Künstliche Intelligenz (KI) ist eine der maßgeblichen Zukunftstechnologien. Ihre Verwendung im Bildungsbereich ist insbesondere mit der Erwartung verbunden, der wachsenden Heterogenität in Lerngruppen besser gerecht zu werden. Erste Erfahrungen hierzu wurden im Rahmen des Schulversuches KI@school gesammelt.
KI-gestützte Anwendungen erweitern die Möglichkeiten, den Leistungsstand von Schülerinnen und Schülern datengestützt zu analysieren, anhand von Feedback zu intervenieren und die Qualität von Lern- und Leistungsaufgaben zu analysieren. Im aktuellen Schulversuch proof geht es darum, sowohl für die Formate von Leistungsnachweisen als auch für den Prozess der Leistungsfeststellung die Potenziale von digitalen Werkzeugen, vor allem von KI-gestützten Anwendungen, zu nutzen.
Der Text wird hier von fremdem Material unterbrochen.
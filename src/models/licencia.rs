use chrono::{Duration, NaiveDateTime};
use serde::{Deserialize, Serialize};

use crate::db::DbPool;
use crate::errors::AppError;
use crate::models::{citacion, parse_fecha};

#[derive(Debug, Clone, Serialize, sqlx::FromRow)]
pub struct Licencia {
    pub id: i64,
    pub citacion_id: i64,
    pub autor_id: i64,
    pub motivo: String,
    pub fecha_licencia: String,
}

#[derive(Debug, Deserialize)]
pub struct NewLicencia {
    pub citacion: i64,
    pub motivo: String,
}

const SELECT: &str = "SELECT id, citacion_id, autor_id, motivo, fecha_licencia FROM licencias";

pub async fn list(
    pool: &DbPool,
    autor_id: Option<i64>,
    citacion_id: Option<i64>,
) -> Result<Vec<Licencia>, sqlx::Error> {
    let sql = format!(
        "{SELECT} WHERE (?1 IS NULL OR autor_id = ?1) AND (?2 IS NULL OR citacion_id = ?2) \
         ORDER BY id"
    );
    sqlx::query_as::<_, Licencia>(&sql)
        .bind(autor_id)
        .bind(citacion_id)
        .fetch_all(pool)
        .await
}

pub async fn find_by_id(pool: &DbPool, id: i64) -> Result<Option<Licencia>, sqlx::Error> {
    let sql = format!("{SELECT} WHERE id = ?1");
    sqlx::query_as::<_, Licencia>(&sql)
        .bind(id)
        .fetch_optional(pool)
        .await
}

/// Create an excuse for a citación. Rejected when the citación starts
/// within the next 24 hours, measured against `ahora`.
pub async fn create(
    pool: &DbPool,
    nueva: &NewLicencia,
    autor_id: i64,
    ahora: NaiveDateTime,
) -> Result<i64, AppError> {
    let cit = citacion::find_by_id(pool, nueva.citacion)
        .await?
        .ok_or_else(|| AppError::Validation {
            field: "citacion".to_string(),
            message: "La citación indicada no existe.".to_string(),
        })?;

    // A fecha the window check cannot read never waives the rule.
    let fecha_citacion = parse_fecha(&cit.fecha).ok_or_else(|| AppError::Validation {
        field: "citacion".to_string(),
        message: "La citación tiene una fecha inválida.".to_string(),
    })?;
    if fecha_citacion <= ahora + Duration::hours(24) {
        return Err(AppError::Validation {
            field: "citacion".to_string(),
            message: "No se puede crear la licencia si la citación es menor a 24 horas."
                .to_string(),
        });
    }

    let result = sqlx::query(
        "INSERT INTO licencias (citacion_id, autor_id, motivo) VALUES (?1, ?2, ?3)",
    )
    .bind(nueva.citacion)
    .bind(autor_id)
    .bind(&nueva.motivo)
    .execute(pool)
    .await?;
    Ok(result.last_insert_rowid())
}

pub async fn delete(pool: &DbPool, id: i64) -> Result<bool, sqlx::Error> {
    let result = sqlx::query("DELETE FROM licencias WHERE id = ?1")
        .bind(id)
        .execute(pool)
        .await?;
    Ok(result.rows_affected() > 0)
}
Der bayerische Weg zur Weiterentwicklung der Prüfungskultur
Die zentralen Aspekte einer zeitgemäßen Prüfungskultur
Die Weiterentwicklung der Prüfungskultur ist ein offener, kontinuierlicher Prozess auf der Grundlage von Erkenntnissen aus Wissenschaft und Praxis, an dem alle bayerischen Schulen mitwirken.
Die folgenden gleichberechtigten, sich wechselseitig beeinflussenden Leitmotive guter Prüfungskultur befinden sich im Spannungsfeld der Dimensionen Qualitätssicherung, rechtliche Rahmenbedingungen sowie Fachlichkeit, Pädagogik und Didaktik. Die Leitmotive dienen als Kompass auf dem Weg zu einer zeitgemäßen Prüfungskultur.
Die Prüfungskultur an den verschiedenen Schularten
Bayern setzt auf ein differenziertes Schulsystem, das den individuellen Bedürfnissen und Fähigkeiten der Schülerinnen und Schüler in besonderer Weise entspricht und Kinder und Jugendliche begabungsgerecht fördert.
Auch die Anforderungen an die schulartspezifische Prüfungskultur unterscheiden sich gemäß dem jeweiligen Profil bzw. dem Bildungs- und Erziehungsauftrag der jeweiligen Schulart. Auch aus entwicklungspsychologischen Gründen muss die Prüfungspraxis an der Grundschule eine andere sein als beispielsweise am Gymnasium. Zentral sind – neben dem jeweiligen Schulartprofil – immer auch die erreichbaren Abschlüsse in jeder Schulart. Sie verleihen den Schülerinnen und Schülern diejenigen Qualifikationen, die sie für eine aktive Mitgestaltung unserer Gesellschaft brauchen.